*** Block opens ***
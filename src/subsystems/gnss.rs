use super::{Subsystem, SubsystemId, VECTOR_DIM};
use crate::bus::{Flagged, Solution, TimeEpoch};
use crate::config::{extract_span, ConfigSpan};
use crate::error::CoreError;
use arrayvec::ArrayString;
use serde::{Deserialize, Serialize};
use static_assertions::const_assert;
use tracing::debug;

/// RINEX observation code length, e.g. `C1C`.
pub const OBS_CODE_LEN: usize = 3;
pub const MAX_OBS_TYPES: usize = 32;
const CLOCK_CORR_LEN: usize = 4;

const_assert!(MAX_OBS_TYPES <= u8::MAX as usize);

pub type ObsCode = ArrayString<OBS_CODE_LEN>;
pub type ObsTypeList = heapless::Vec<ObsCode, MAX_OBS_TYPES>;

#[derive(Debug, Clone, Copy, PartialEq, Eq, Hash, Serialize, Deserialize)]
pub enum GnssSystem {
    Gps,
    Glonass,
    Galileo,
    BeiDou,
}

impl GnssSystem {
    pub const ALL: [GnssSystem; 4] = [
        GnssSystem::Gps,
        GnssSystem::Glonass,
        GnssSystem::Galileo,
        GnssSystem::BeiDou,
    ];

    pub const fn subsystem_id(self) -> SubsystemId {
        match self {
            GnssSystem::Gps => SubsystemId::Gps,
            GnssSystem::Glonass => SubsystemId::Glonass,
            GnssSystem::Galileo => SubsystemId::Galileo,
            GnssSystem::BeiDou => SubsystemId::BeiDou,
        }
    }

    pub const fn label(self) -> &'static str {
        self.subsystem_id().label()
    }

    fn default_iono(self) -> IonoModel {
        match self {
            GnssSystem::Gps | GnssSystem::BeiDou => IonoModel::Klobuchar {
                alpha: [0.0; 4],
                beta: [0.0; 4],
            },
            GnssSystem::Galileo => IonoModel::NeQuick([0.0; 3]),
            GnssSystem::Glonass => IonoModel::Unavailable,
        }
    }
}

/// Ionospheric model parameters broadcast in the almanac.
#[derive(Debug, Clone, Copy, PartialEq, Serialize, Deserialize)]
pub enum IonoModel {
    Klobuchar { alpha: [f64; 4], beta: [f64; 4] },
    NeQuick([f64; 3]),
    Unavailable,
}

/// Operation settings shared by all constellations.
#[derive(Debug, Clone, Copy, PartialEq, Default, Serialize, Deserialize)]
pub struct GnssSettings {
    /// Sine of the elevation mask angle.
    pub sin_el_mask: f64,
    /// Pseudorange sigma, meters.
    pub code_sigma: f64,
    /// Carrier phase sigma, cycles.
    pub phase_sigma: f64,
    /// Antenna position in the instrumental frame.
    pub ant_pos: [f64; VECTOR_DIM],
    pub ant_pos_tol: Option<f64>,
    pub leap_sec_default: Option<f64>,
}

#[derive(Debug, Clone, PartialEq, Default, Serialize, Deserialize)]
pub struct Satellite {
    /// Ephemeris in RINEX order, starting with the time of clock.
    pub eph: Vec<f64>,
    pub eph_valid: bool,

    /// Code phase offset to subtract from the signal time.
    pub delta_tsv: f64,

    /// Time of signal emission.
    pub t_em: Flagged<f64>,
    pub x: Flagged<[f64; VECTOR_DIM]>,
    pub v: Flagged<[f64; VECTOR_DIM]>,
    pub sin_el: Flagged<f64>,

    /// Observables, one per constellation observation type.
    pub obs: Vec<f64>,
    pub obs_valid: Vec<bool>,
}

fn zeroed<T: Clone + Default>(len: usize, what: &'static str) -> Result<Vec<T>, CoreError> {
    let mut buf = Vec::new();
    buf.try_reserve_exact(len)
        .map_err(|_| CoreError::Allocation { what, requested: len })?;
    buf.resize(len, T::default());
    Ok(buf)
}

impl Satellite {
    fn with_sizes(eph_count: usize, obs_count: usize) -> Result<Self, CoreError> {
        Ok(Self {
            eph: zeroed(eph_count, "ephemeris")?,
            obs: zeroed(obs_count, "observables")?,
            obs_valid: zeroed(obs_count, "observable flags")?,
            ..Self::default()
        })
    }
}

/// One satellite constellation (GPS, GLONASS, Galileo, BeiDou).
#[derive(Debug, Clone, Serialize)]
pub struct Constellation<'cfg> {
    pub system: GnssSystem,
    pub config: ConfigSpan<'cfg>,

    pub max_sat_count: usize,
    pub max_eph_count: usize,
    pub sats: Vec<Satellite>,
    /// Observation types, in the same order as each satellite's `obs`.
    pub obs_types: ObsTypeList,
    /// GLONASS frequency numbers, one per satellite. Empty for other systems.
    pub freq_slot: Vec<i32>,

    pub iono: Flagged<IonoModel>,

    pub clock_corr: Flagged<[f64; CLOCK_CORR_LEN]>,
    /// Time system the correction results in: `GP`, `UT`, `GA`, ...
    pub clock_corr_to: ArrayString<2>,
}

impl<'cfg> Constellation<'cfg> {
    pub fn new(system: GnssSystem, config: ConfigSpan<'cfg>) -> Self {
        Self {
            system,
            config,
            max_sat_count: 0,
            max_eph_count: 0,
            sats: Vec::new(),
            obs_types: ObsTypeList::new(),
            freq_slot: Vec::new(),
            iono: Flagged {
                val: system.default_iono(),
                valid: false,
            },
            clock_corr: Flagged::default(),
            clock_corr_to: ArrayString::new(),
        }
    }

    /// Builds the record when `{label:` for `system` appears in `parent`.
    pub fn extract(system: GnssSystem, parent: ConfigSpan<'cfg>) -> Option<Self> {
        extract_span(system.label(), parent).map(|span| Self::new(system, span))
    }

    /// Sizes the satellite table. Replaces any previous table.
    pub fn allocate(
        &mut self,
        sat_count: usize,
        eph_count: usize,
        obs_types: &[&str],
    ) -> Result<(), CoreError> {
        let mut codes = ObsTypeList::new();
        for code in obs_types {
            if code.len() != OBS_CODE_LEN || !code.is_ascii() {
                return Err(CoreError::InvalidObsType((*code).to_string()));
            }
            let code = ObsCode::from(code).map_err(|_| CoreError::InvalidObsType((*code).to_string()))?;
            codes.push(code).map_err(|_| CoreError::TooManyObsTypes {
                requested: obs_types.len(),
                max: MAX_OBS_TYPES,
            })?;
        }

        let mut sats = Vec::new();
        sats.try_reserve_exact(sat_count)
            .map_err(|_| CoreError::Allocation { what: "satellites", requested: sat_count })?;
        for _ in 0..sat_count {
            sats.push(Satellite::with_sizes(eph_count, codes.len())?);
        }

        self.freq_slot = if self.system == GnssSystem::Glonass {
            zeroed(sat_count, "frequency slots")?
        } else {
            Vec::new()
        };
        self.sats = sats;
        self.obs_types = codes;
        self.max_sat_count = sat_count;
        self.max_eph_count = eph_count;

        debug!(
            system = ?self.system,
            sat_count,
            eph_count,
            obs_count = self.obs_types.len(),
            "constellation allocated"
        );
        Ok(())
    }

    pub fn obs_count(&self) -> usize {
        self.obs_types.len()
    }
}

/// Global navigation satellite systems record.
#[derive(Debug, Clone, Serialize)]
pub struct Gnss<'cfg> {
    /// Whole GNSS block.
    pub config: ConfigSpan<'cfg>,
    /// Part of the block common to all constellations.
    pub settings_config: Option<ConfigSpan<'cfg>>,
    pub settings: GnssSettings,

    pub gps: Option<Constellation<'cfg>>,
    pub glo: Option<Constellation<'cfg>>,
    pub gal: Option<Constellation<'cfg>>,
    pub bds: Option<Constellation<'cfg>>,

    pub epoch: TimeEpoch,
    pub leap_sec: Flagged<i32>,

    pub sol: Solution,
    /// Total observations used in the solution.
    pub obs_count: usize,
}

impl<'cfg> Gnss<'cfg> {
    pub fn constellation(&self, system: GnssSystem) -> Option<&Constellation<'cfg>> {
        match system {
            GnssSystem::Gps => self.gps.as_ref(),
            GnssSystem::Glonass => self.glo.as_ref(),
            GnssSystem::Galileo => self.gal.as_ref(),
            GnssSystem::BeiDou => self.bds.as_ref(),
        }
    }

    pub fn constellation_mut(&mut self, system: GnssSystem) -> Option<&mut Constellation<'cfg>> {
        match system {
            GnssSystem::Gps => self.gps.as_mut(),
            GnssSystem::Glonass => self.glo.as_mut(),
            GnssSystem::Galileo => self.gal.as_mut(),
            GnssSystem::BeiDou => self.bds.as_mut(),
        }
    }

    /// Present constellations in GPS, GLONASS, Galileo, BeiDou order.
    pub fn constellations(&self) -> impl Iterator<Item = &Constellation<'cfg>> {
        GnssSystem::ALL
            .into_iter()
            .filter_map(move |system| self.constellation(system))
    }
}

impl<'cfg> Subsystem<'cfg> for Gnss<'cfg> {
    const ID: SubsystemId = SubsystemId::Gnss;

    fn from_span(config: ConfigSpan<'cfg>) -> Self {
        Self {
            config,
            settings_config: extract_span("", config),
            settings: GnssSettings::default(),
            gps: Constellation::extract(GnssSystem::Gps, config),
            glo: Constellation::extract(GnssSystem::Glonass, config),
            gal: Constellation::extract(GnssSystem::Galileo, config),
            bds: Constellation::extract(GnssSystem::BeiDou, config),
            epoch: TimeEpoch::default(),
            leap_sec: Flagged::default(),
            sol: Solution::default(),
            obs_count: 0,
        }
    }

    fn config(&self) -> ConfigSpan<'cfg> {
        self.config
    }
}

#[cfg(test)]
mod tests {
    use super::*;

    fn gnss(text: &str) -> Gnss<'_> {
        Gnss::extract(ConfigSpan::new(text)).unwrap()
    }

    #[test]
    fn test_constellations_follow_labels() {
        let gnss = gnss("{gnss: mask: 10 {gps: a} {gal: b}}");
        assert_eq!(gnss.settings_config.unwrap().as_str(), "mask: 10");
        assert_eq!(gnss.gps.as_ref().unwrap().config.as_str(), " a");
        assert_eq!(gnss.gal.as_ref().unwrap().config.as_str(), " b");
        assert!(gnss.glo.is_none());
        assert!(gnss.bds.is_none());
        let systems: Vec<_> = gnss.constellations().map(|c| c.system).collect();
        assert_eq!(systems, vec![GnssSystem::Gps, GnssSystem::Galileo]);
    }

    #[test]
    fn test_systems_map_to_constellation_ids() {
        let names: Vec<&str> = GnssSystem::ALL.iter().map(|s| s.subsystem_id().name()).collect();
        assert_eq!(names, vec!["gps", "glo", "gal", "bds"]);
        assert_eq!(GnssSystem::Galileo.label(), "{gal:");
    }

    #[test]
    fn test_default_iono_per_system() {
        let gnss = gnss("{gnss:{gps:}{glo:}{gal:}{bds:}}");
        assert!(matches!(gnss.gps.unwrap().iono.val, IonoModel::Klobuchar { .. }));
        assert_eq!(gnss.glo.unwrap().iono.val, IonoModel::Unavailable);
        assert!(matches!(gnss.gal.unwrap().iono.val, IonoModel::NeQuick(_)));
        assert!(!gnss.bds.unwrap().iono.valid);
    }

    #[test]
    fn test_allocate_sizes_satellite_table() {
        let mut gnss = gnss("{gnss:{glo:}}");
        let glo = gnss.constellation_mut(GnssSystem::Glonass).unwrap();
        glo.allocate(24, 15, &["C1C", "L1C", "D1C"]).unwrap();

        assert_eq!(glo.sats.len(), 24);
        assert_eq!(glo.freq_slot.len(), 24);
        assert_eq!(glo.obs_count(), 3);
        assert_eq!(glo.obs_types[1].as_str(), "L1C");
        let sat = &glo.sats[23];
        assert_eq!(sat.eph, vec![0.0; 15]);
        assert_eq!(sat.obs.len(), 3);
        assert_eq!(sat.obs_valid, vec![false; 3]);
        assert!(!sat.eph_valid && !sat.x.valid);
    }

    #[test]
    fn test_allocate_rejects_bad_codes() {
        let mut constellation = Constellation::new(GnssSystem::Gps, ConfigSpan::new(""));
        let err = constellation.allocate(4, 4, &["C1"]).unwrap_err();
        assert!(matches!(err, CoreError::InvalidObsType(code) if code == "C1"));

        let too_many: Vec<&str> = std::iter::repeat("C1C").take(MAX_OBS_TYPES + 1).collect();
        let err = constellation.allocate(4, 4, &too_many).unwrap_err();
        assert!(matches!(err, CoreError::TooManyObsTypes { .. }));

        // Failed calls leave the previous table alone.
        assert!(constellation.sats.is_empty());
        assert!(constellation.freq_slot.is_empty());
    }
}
*** Block closes ***
▶ **REQUIRED WORK**:
Lines from the top of the entries above to the line that contains "const_assert!(MAX_OBS_TYPES <= u8::MAX" should be set down exactly, please, with both ends kept and nothing added.

▶ **OUTPUT FOR THIS EXERCISE**:
filename src/subsystems/gnss.rs
use super::{Subsystem, SubsystemId, VECTOR_DIM};
use crate::bus::{Flagged, Solution, TimeEpoch};
use crate::config::{extract_span, ConfigSpan};
use crate::error::CoreError;
use arrayvec::ArrayString;
use serde::{Deserialize, Serialize};
use static_assertions::const_assert;
use tracing::debug;

/// RINEX observation code length, e.g. `C1C`.
pub const OBS_CODE_LEN: usize = 3;
pub const MAX_OBS_TYPES: usize = 32;
const CLOCK_CORR_LEN: usize = 4;

const_assert!(MAX_OBS_TYPES <= u8::MAX as usize);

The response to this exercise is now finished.